= Peggy Coppom and Betty Hoover =

Peggy Coppom (born November 19, 1924) and Betty Hoover (November 19, 1924 – August 5, 2020) are identical twins best known for being superfans of the University of Colorado Buffaloes. The two were known as the "CU twins" and started attending games in 1940.

== Early life ==
The two were born in Walsenburg, Colorado in 1924 to Maple and Lester Fitzgerald, and grew up in Haxtun before moving to Boulder in 1940. While growing up, they would dress identically and wouldn't leave the house if it wasn't all the same. They graduated from Boulder High School in 1943. Both attended the University of Colorado, but left after a year and didn't earn degrees.

== Colorado fandom ==
Coppom and Hoover became football season ticket holders in 1958, but were known for cheering on all sports. By 2024 it was estimated that the two had attended 2,500 events across nine sports.

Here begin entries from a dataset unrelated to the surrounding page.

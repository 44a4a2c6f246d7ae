//! # itx-rest
//!
//! Thin REST client for the handful of platform endpoints the interaction
//! pipeline needs: interaction callbacks, follow-up message CRUD, bulk command
//! overwrite, and the gateway configuration fetch.

pub mod client;
pub mod endpoints;
pub mod error;
pub mod models;

pub use client::{RestClient, RestHandler, USER_AGENT};
pub use endpoints::RestHandlerExt;
pub use error::RestError;
pub use models::{GatewayBot, SessionStartLimit};
pub use reqwest::Method;
//! Interaction responses
//!
//! Only the serializing side is modelled; responses are produced here and consumed
//! by the platform.

use serde::Serialize;
use serde_json::Value;

use super::command::Choice;
use crate::value_objects::MessageFlags;

/// Callback type of an interaction response
#[derive(Debug, Clone, Copy, PartialEq, Eq, Hash)]
#[repr(u8)]
pub enum ResponseType {
    /// ACK a ping
    Pong = 1,
    /// Respond to an interaction with a message
    ChannelMessageWithSource = 4,
    /// ACK now, edit the original response later; the user sees a loading state
    DeferredChannelMessageWithSource = 5,
    /// For components: ACK now, edit the message later; no loading state
    DeferredUpdateMessage = 6,
    /// For components: edit the message the component was attached to
    UpdateMessage = 7,
    /// Respond to an autocomplete interaction with suggested choices
    ApplicationCommandAutocompleteResult = 8,
    /// Respond with a popup modal
    Modal = 9,
}

impl ResponseType {
    pub fn from_u8(value: u8) -> Option<Self> {
        match value {
            1 => Some(Self::Pong),
            4 => Some(Self::ChannelMessageWithSource),
            5 => Some(Self::DeferredChannelMessageWithSource),
            6 => Some(Self::DeferredUpdateMessage),
            7 => Some(Self::UpdateMessage),
            8 => Some(Self::ApplicationCommandAutocompleteResult),
            9 => Some(Self::Modal),
            _ => None,
        }
    }

    #[inline]
    pub const fn as_u8(self) -> u8 {
        self as u8
    }
}

u8_wire_format!(ResponseType, "response type");

/// Message body used for replies, edits and follow-ups
#[derive(Debug, Clone, Default, PartialEq, Serialize, serde::Deserialize)]
pub struct MessageData {
    #[serde(default, skip_serializing_if = "Option::is_none")]
    pub content: Option<String>,
    #[serde(default, skip_serializing_if = "Vec::is_empty")]
    pub embeds: Vec<Value>,
    #[serde(default, skip_serializing_if = "Vec::is_empty")]
    pub components: Vec<Value>,
    #[serde(default, skip_serializing_if = "Option::is_none")]
    pub allowed_mentions: Option<Value>,
    #[serde(default, skip_serializing_if = "std::ops::Not::not")]
    pub tts: bool,
    #[serde(default, skip_serializing_if = "Option::is_none")]
    pub flags: Option<MessageFlags>,
}

impl MessageData {
    /// Plain text message
    pub fn text(content: impl Into<String>) -> Self {
        Self {
            content: Some(content.into()),
            ..Self::default()
        }
    }

    /// Mark the message visible to the invoking user only
    ///
    /// Flags already set by the caller are left untouched.
    pub fn ephemeral(mut self) -> Self {
        if self.flags.is_none() {
            self.flags = Some(MessageFlags::EPHEMERAL);
        }
        self
    }

    pub fn is_ephemeral(&self) -> bool {
        self.flags
            .is_some_and(|flags| flags.contains(MessageFlags::EPHEMERAL))
    }
}

#[derive(Debug, Clone, Default, PartialEq, Serialize)]
pub struct AutocompleteData {
    pub choices: Vec<Choice>,
}

/// Popup modal definition
#[derive(Debug, Clone, PartialEq, Serialize)]
pub struct ModalForm {
    pub custom_id: String,
    pub title: String,
    pub components: Vec<Value>,
}

#[derive(Debug, Clone, PartialEq, Serialize)]
#[serde(untagged)]
pub enum ResponseData {
    Message(MessageData),
    Autocomplete(AutocompleteData),
    Modal(ModalForm),
}

/// Body of an interaction callback
#[derive(Debug, Clone, PartialEq, Serialize)]
pub struct InteractionResponse {
    #[serde(rename = "type")]
    pub kind: ResponseType,
    #[serde(skip_serializing_if = "Option::is_none")]
    pub data: Option<ResponseData>,
}

const UNKNOWN_COMMAND_CONTENT: &str = "Oh uh.. It looks like you tried to trigger (/) unknown command. Please report this bug to bot owner.";

impl InteractionResponse {
    pub fn pong() -> Self {
        Self {
            kind: ResponseType::Pong,
            data: None,
        }
    }

    /// Acknowledge a component or modal without changing anything visible
    pub fn deferred_update() -> Self {
        Self {
            kind: ResponseType::DeferredUpdateMessage,
            data: None,
        }
    }

    pub fn message(data: MessageData) -> Self {
        Self {
            kind: ResponseType::ChannelMessageWithSource,
            data: Some(ResponseData::Message(data)),
        }
    }

    pub fn deferred_message(ephemeral: bool) -> Self {
        let data = if ephemeral {
            Some(ResponseData::Message(MessageData {
                flags: Some(MessageFlags::EPHEMERAL),
                ..MessageData::default()
            }))
        } else {
            None
        };

        Self {
            kind: ResponseType::DeferredChannelMessageWithSource,
            data,
        }
    }

    pub fn update_message(data: MessageData) -> Self {
        Self {
            kind: ResponseType::UpdateMessage,
            data: Some(ResponseData::Message(data)),
        }
    }

    pub fn autocomplete(choices: Vec<Choice>) -> Self {
        Self {
            kind: ResponseType::ApplicationCommandAutocompleteResult,
            data: Some(ResponseData::Autocomplete(AutocompleteData { choices })),
        }
    }

    pub fn modal(form: ModalForm) -> Self {
        Self {
            kind: ResponseType::Modal,
            data: Some(ResponseData::Modal(form)),
        }
    }

    /// Ephemeral reply sent when a command has no registered handler
    pub fn unknown_command() -> Self {
        Self::message(MessageData::text(UNKNOWN_COMMAND_CONTENT).ephemeral())
    }
}
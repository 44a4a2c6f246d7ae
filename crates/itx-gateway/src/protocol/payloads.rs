//! Payloads carried in the `d` field of gateway packets

use itx_core::Intents;
use serde::{Deserialize, Serialize};

/// Payload of op 10 (Hello)
#[derive(Debug, Clone, Copy, PartialEq, Eq, Serialize, Deserialize)]
pub struct HelloPayload {
    /// Heartbeat interval in milliseconds
    pub heartbeat_interval: u64,
}

/// Payload of op 2 (Identify)
#[derive(Debug, Clone, PartialEq, Eq, Serialize, Deserialize)]
pub struct IdentifyPayload {
    pub token: String,
    pub intents: Intents,
    /// `[shard_id, shard_count]`
    pub shard: [u16; 2],
    pub properties: IdentifyProperties,
}

/// Connection properties sent with Identify
#[derive(Debug, Clone, PartialEq, Eq, Serialize, Deserialize)]
pub struct IdentifyProperties {
    pub os: String,
    pub browser: String,
    pub device: String,
}

impl Default for IdentifyProperties {
    fn default() -> Self {
        Self {
            os: std::env::consts::OS.to_string(),
            browser: "itx".to_string(),
            device: "itx".to_string(),
        }
    }
}

/// Payload of op 6 (Resume)
#[derive(Debug, Clone, PartialEq, Eq, Serialize, Deserialize)]
pub struct ResumePayload {
    pub token: String,
    pub session_id: String,
    pub seq: u64,
}

/// The parts of the READY dispatch a shard keeps
#[derive(Debug, Clone, PartialEq, Eq, Deserialize)]
pub struct ReadyPayload {
    pub session_id: String,
    #[serde(default)]
    pub resume_gateway_url: Option<String>,
}

#[cfg(test)]
mod tests {
    use super::*;

    #[test]
    fn test_identify_shape() {
        let payload = IdentifyPayload {
            token: "tok".to_string(),
            intents: Intents::GUILDS,
            shard: [1, 4],
            properties: IdentifyProperties {
                os: "linux".to_string(),
                browser: "itx".to_string(),
                device: "itx".to_string(),
            },
        };

        assert_eq!(
            serde_json::to_value(&payload).unwrap(),
            serde_json::json!({
                "token": "tok",
                "intents": 1,
                "shard": [1, 4],
                "properties": {"os": "linux", "browser": "itx", "device": "itx"}
            })
        );
    }

    #[test]
    fn test_ready_ignores_extra_fields() {
        let ready: ReadyPayload = serde_json::from_str(
            r#"{"v":10,"session_id":"abc","resume_gateway_url":"wss://resume.example","user":{"id":"1"}}"#,
        )
        .unwrap();

        assert_eq!(ready.session_id, "abc");
        assert_eq!(
            ready.resume_gateway_url.as_deref(),
            Some("wss://resume.example")
        );
    }
}
//! Gateway websocket close codes

/// Close codes the gateway uses when it terminates a session
#[derive(Debug, Clone, Copy, PartialEq, Eq, Hash)]
#[repr(u16)]
pub enum CloseCode {
    UnknownError = 4000,
    UnknownOpcode = 4001,
    DecodeError = 4002,
    NotAuthenticated = 4003,
    AuthenticationFailed = 4004,
    AlreadyAuthenticated = 4005,
    InvalidSequence = 4007,
    RateLimited = 4008,
    SessionTimedOut = 4009,
    InvalidShard = 4010,
    ShardingRequired = 4011,
    InvalidApiVersion = 4012,
    InvalidIntents = 4013,
    DisallowedIntents = 4014,
}

impl CloseCode {
    #[must_use]
    pub fn from_u16(value: u16) -> Option<Self> {
        match value {
            4000 => Some(Self::UnknownError),
            4001 => Some(Self::UnknownOpcode),
            4002 => Some(Self::DecodeError),
            4003 => Some(Self::NotAuthenticated),
            4004 => Some(Self::AuthenticationFailed),
            4005 => Some(Self::AlreadyAuthenticated),
            4007 => Some(Self::InvalidSequence),
            4008 => Some(Self::RateLimited),
            4009 => Some(Self::SessionTimedOut),
            4010 => Some(Self::InvalidShard),
            4011 => Some(Self::ShardingRequired),
            4012 => Some(Self::InvalidApiVersion),
            4013 => Some(Self::InvalidIntents),
            4014 => Some(Self::DisallowedIntents),
            _ => None,
        }
    }

    #[must_use]
    pub const fn as_u16(self) -> u16 {
        self as u16
    }

    /// Codes that reconnecting cannot fix: bad credentials or shard setup
    #[must_use]
    pub const fn is_terminal(self) -> bool {
        matches!(
            self,
            Self::AuthenticationFailed
                | Self::InvalidShard
                | Self::ShardingRequired
                | Self::InvalidIntents
                | Self::DisallowedIntents
        )
    }

    #[must_use]
    pub const fn description(self) -> &'static str {
        match self {
            Self::UnknownError => "Unknown error occurred",
            Self::UnknownOpcode => "Invalid opcode sent",
            Self::DecodeError => "Invalid payload sent",
            Self::NotAuthenticated => "Payload sent before identifying",
            Self::AuthenticationFailed => "Invalid bot token",
            Self::AlreadyAuthenticated => "Identified more than once",
            Self::InvalidSequence => "Invalid sequence sent when resuming",
            Self::RateLimited => "Payloads sent too quickly",
            Self::SessionTimedOut => "Session timed out",
            Self::InvalidShard => "Invalid shard sent when identifying",
            Self::ShardingRequired => "Too many guilds for a single shard",
            Self::InvalidApiVersion => "Invalid gateway version",
            Self::InvalidIntents => "Invalid intents",
            Self::DisallowedIntents => "Intent not enabled or not whitelisted",
        }
    }
}

impl std::fmt::Display for CloseCode {
    fn fmt(&self, f: &mut std::fmt::Formatter<'_>) -> std::fmt::Result {
        write!(f, "{} ({})", self.description(), self.as_u16())
    }
}

impl From<CloseCode> for u16 {
    fn from(code: CloseCode) -> Self {
        code.as_u16()
    }
}
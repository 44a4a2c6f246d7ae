//! Gateway protocol definitions
//!
//! Op codes, close codes, the packet envelope and the payloads a shard
//! sends or inspects.

mod close_codes;
mod messages;
mod opcodes;
mod payloads;

pub use close_codes::CloseCode;
pub use messages::{
    connection_url, EventPacket, API_VERSION, INTERACTION_CREATE_EVENT, READY_EVENT,
    RESUMED_EVENT,
};
pub use opcodes::OpCode;
pub use payloads::{HelloPayload, IdentifyPayload, IdentifyProperties, ReadyPayload, ResumePayload};
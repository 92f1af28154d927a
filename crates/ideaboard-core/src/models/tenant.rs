//! Tenant domain model.
//!
//! Tenants provide full data isolation. Users, ideas, comments and
//! supporter relations are all scoped to a tenant.

use chrono::{DateTime, Utc};
use serde::{Deserialize, Serialize};
use uuid::Uuid;

/// An isolated customer account, addressed by its subdomain.
#[derive(Debug, Clone, Serialize, Deserialize)]
pub struct Tenant {
    pub id: Uuid,
    /// Human-readable name.
    pub name: String,
    /// Globally unique subdomain (e.g., `acme` for `acme.example.com`).
    pub subdomain: String,
    pub created_at: DateTime<Utc>,
    pub updated_at: DateTime<Utc>,
}

/// Fields required to create a new tenant.
#[derive(Debug, Clone, Serialize, Deserialize)]
pub struct CreateTenant {
    pub name: String,
    pub subdomain: String,
}
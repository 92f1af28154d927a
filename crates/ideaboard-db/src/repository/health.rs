//! SurrealDB implementation of [`HealthCheck`].

use ideaboard_core::repository::HealthCheck;
use surrealdb::{Connection, Surreal};
use tracing::warn;

#[derive(Clone)]
pub struct SurrealHealthCheck<C: Connection> {
    db: Surreal<C>,
}

impl<C: Connection> SurrealHealthCheck<C> {
    pub fn new(db: Surreal<C>) -> Self {
        Self { db }
    }
}

impl<C: Connection> HealthCheck for SurrealHealthCheck<C> {
    async fn is_healthy(&self) -> bool {
        match self.db.health().await {
            Ok(()) => true,
            Err(e) => {
                warn!(error = %e, "SurrealDB health check failed");
                false
            }
        }
    }
}
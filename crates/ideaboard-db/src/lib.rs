//! Ideaboard Database: SurrealDB connection management and repository
//! implementations.
//!
//! This crate provides:
//! - Connection management ([`DbManager`], [`DbConfig`])
//! - Schema initialization and migrations ([`run_migrations`])
//! - Repository implementations of the `ideaboard-core` traits
//!   ([`repository`]) and a context wiring them together
//!   ([`build_context`])
//! - Error types ([`DbError`])

mod connection;
mod context;
mod error;
pub mod repository;
mod retry;
mod schema;

pub use connection::{DbConfig, DbManager};
pub use context::{SurrealContext, build_context};
pub use error::DbError;
pub use schema::{current_version, latest_version, run_migrations, schema_v1};
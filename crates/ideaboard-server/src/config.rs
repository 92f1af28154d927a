//! Server configuration loaded from the environment.

use std::env;

use ideaboard_core::AppSettings;
use ideaboard_db::DbConfig;
use thiserror::Error;

#[derive(Debug, Error, PartialEq, Eq)]
pub enum ConfigError {
    #[error("{0} is set but empty")]
    Empty(&'static str),

    #[error("{0} is not valid unicode")]
    NotUnicode(&'static str),
}

#[derive(Debug, Clone)]
pub struct Config {
    pub db: DbConfig,
    pub settings: AppSettings,
}

impl Config {
    /// Read configuration from the process environment.
    ///
    /// Unset variables fall back to [`DbConfig::default`]; a variable that
    /// is set to an empty string is rejected.
    pub fn from_env() -> Result<Self, ConfigError> {
        Self::from_lookup(|key| env::var(key))
    }

    fn from_lookup<F>(lookup: F) -> Result<Self, ConfigError>
    where
        F: Fn(&'static str) -> Result<String, env::VarError>,
    {
        let read = |key: &'static str, default: String| -> Result<String, ConfigError> {
            match lookup(key) {
                Ok(value) if value.trim().is_empty() => Err(ConfigError::Empty(key)),
                Ok(value) => Ok(value),
                Err(env::VarError::NotPresent) => Ok(default),
                Err(env::VarError::NotUnicode(_)) => Err(ConfigError::NotUnicode(key)),
            }
        };

        let defaults = DbConfig::default();
        let db = DbConfig {
            url: read("IDEABOARD_DB_URL", defaults.url)?,
            namespace: read("IDEABOARD_DB_NAMESPACE", defaults.namespace)?,
            database: read("IDEABOARD_DB_DATABASE", defaults.database)?,
            username: read("IDEABOARD_DB_USERNAME", defaults.username)?,
            password: read("IDEABOARD_DB_PASSWORD", defaults.password)?,
        };

        let settings = AppSettings {
            build_time: read("IDEABOARD_BUILD_TIME", "unknown".into())?,
        };

        Ok(Self { db, settings })
    }
}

In 2022, Coppom and Hoover became the first inductees to the "Legacy Wing" of CU's Athletic Hall of Honor.

When Deion Sanders became the Buffaloes' coach in 2023, he made it a point to reach out to Coppom and had her perform the opening kickoff for that year's spring game. After Sanders was named Sports Illustrated's 2023 Sportsperson of the Year, Coppom was featured on the cover alongside him.

In 2025, Coppom received the Chancellor’s Impact Award and an honorary degree during Colorado's commencement.

== Personal life ==
Peggy married John Coppom in September 1944, and Betty married Harry Hoover. Both of their husbands served as Army Air Corps pilots during World War II, and both would later fly for United Airlines.

Betty Hoover died in 2020 from pancreatic cancer.

Peggy Coppom crediting her Catholic faith in giving them "stability, peace, tranquility".